Edmunds.com Senior Technology Editor Doug Newcomb carries this thought further. "Before the iPhone came out," he told me, "people were thinking that cell phones were kind of a joke—nobody expected them to work all that well. Then Apple delivered this device that people lusted after, that because of exceptional design and functionality they had to have.”

What Jobs did, Newcomb points out, was not just meet people’s expectations—but exceed them. He wasn’t thinking about what people wanted, but about what they didn’t even know they wanted. Henry Ford famously said that if he hadn't looked around the corner, the result would have been a faster horse instead of a car.

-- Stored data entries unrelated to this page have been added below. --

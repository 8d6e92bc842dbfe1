//! Monitor relations and exit hooks.
//!
//! The registry only records who watches whom. Liveness checks and the
//! delivery of `Down` envelopes happen in the system, which takes this
//! registry's lock before the arena lock.

use std::collections::{BTreeSet, HashMap};
use std::fmt;

use wren_api::{ActorId, DownNotification};

/// Callback run once when its target terminates.
pub(crate) type ExitHook = Box<dyn FnOnce(&DownNotification) + Send>;

/// Everything to notify about one terminated subject.
pub(crate) struct Obituary {
    pub(crate) observers: Vec<ActorId>,
    pub(crate) hooks: Vec<ExitHook>,
}

#[derive(Default)]
pub(crate) struct MonitorRegistry {
    /// subject -> observers
    observers: HashMap<ActorId, BTreeSet<ActorId>>,
    /// observer -> subjects
    subjects: HashMap<ActorId, BTreeSet<ActorId>>,
    hooks: HashMap<ActorId, Vec<ExitHook>>,
}

impl MonitorRegistry {
    /// Records that `observer` watches `subject`. Returns false if the
    /// relation already existed.
    pub(crate) fn insert(&mut self, observer: ActorId, subject: ActorId) -> bool {
        let added = self.observers.entry(subject).or_default().insert(observer);
        if added {
            self.subjects.entry(observer).or_default().insert(subject);
        }
        added
    }

    pub(crate) fn remove(&mut self, observer: ActorId, subject: ActorId) -> bool {
        let removed = remove_from(&mut self.observers, subject, observer);
        if removed {
            remove_from(&mut self.subjects, observer, subject);
        }
        removed
    }

    pub(crate) fn attach_hook(&mut self, subject: ActorId, hook: ExitHook) {
        self.hooks.entry(subject).or_default().push(hook);
    }

    /// Removes every relation involving `subject` and returns whom to
    /// notify. A second call for the same subject returns nothing.
    pub(crate) fn take(&mut self, subject: ActorId) -> Obituary {
        let observers: Vec<ActorId> = self
            .observers
            .remove(&subject)
            .map(|set| set.into_iter().collect())
            .unwrap_or_default();
        for observer in &observers {
            remove_from(&mut self.subjects, *observer, subject);
        }

        // The subject no longer watches anyone either.
        if let Some(watched) = self.subjects.remove(&subject) {
            for other in watched {
                remove_from(&mut self.observers, other, subject);
            }
        }

        Obituary {
            observers,
            hooks: self.hooks.remove(&subject).unwrap_or_default(),
        }
    }

    #[cfg(test)]
    pub(crate) fn observers_of(&self, subject: ActorId) -> Vec<ActorId> {
        self.observers
            .get(&subject)
            .map(|set| set.iter().copied().collect())
            .unwrap_or_default()
    }

    #[cfg(test)]
    pub(crate) fn subjects_of(&self, observer: ActorId) -> Vec<ActorId> {
        self.subjects
            .get(&observer)
            .map(|set| set.iter().copied().collect())
            .unwrap_or_default()
    }

    #[cfg(test)]
    pub(crate) fn is_empty(&self) -> bool {
        self.observers.is_empty() && self.subjects.is_empty() && self.hooks.is_empty()
    }
}

fn remove_from(map: &mut HashMap<ActorId, BTreeSet<ActorId>>, key: ActorId, value: ActorId) -> bool {
    let Some(set) = map.get_mut(&key) else {
        return false;
    };
    let removed = set.remove(&value);
    if set.is_empty() {
        map.remove(&key);
    }
    removed
}

impl fmt::Debug for MonitorRegistry {
    fn fmt(&self, f: &mut fmt::Formatter<'_>) -> fmt::Result {
        f.debug_struct("MonitorRegistry")
            .field("observers", &self.observers)
            .field("hooks", &self.hooks.values().map(Vec::len).sum::<usize>())
            .finish()
    }
}

#[cfg(test)]
mod tests {
    use super::*;
    use std::sync::atomic::{AtomicUsize, Ordering};
    use std::sync::Arc;
    use wren_api::ExitReason;

    #[test]
    fn test_insert_is_idempotent() {
        let mut registry = MonitorRegistry::default();
        let (observer, subject) = (ActorId::next(), ActorId::next());

        assert!(registry.insert(observer, subject));
        assert!(!registry.insert(observer, subject));
        assert_eq!(registry.observers_of(subject), vec![observer]);
        assert_eq!(registry.subjects_of(observer), vec![subject]);
    }

    #[test]
    fn test_take_clears_both_directions() {
        let mut registry = MonitorRegistry::default();
        let (a, b, c) = (ActorId::next(), ActorId::next(), ActorId::next());
        registry.insert(a, b);
        registry.insert(c, b);
        registry.insert(b, a);

        let obituary = registry.take(b);
        assert_eq!(obituary.observers, vec![a, c]);
        assert!(registry.observers_of(a).is_empty());
        assert!(registry.is_empty());

        let again = registry.take(b);
        assert!(again.observers.is_empty());
        assert!(again.hooks.is_empty());
    }

    #[test]
    fn test_remove_relation() {
        let mut registry = MonitorRegistry::default();
        let (observer, subject) = (ActorId::next(), ActorId::next());
        registry.insert(observer, subject);

        assert!(registry.remove(observer, subject));
        assert!(!registry.remove(observer, subject));
        assert!(registry.take(subject).observers.is_empty());
    }

    #[test]
    fn test_hooks_are_taken_once() {
        let mut registry = MonitorRegistry::default();
        let subject = ActorId::next();
        let calls = Arc::new(AtomicUsize::new(0));
        for _ in 0..2 {
            let calls = calls.clone();
            registry.attach_hook(
                subject,
                Box::new(move |_| {
                    calls.fetch_add(1, Ordering::SeqCst);
                }),
            );
        }

        let note = DownNotification::new(subject, ExitReason::Normal);
        for hook in registry.take(subject).hooks {
            hook(&note);
        }
        assert_eq!(calls.load(Ordering::SeqCst), 2);
        assert!(registry.take(subject).hooks.is_empty());
    }
}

So where’s the Steve Jobs of EVs? I know who you’re thinking of, and I mostly agree. Elon Musk. The Tesla Roadster was an insanely great game changer, and Musk pushed every step of the way to deliver something that the market didn’t even know it wanted—a high-performance zero-emission electric car. No wonder it inspired Bob Lutz at GM to push for the Chevrolet Volt.

Price Matters

The only thing wrong with the Roadster is the $109,000 price of entry. Given the price of high-tech battery packs, it was never going to become a mass-market vehicle. The $57,400 Tesla Model S, recently shown off in Silicon Valley is closer, but if you want the 300-mile 84-kilowatt-hour batteries (and who won’t want range like that?) you’re looking at $80,000.

Tesla plans to build a mass-market EV for everybody, but it’s in line behind the Model X, a crossover SUV on the Model S platform. I don't discount the possibility that Musk will be the guy who ultimately puts the EV in every driveway, but it's also possible he'll sell the company and find other worlds to conquer (he builds rockets, after all).

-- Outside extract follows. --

use crate::errors::ActorError;
use std::any::Any;

// Type aliases for common types
pub type BoxedMessage = Box<dyn Any + Send>;
pub type ActorResult<T> = Result<T, ActorError>;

It won’t be easy to build a market-changing EV, and that’s why no one’s done it yet. Batteries are inherently expensive, and so is building a cutting-edge car from scratch. The Steve Jobs of electrification may be sweating it out in an engineering class right now, or maybe (like Jobs, Bill Gates and Mark Zuckerberg), he just dropped out of college because he can’t wait to get to work.

This could be where I deplore the state of science education in America, but instead I’m going to give props to GM and Ford for hiring a lot of young engineers. It was inspiring to learn that General Motors hired no less than 39 of the students competing in the federal EcoCar Challenge. Is one of those kids the next Steve Jobs? From the passion and creativity they exhibited converting their Saturn Vues to EVs, I’d say a definite maybe.

The electric car that changes everything is one that conventional wisdom says can’t be built now. It will have at least 200 miles of range, fast recharge times, and it will cost, at most, $25,000. To succeed, it needs throw-out-the-box design, totally cool functionality and an ultra-usable interface. It’s got to be better than any internal-combustion alternative. I think that car is just around the bend, and somewhere in the world a genius is playing around with a clean sheet of paper.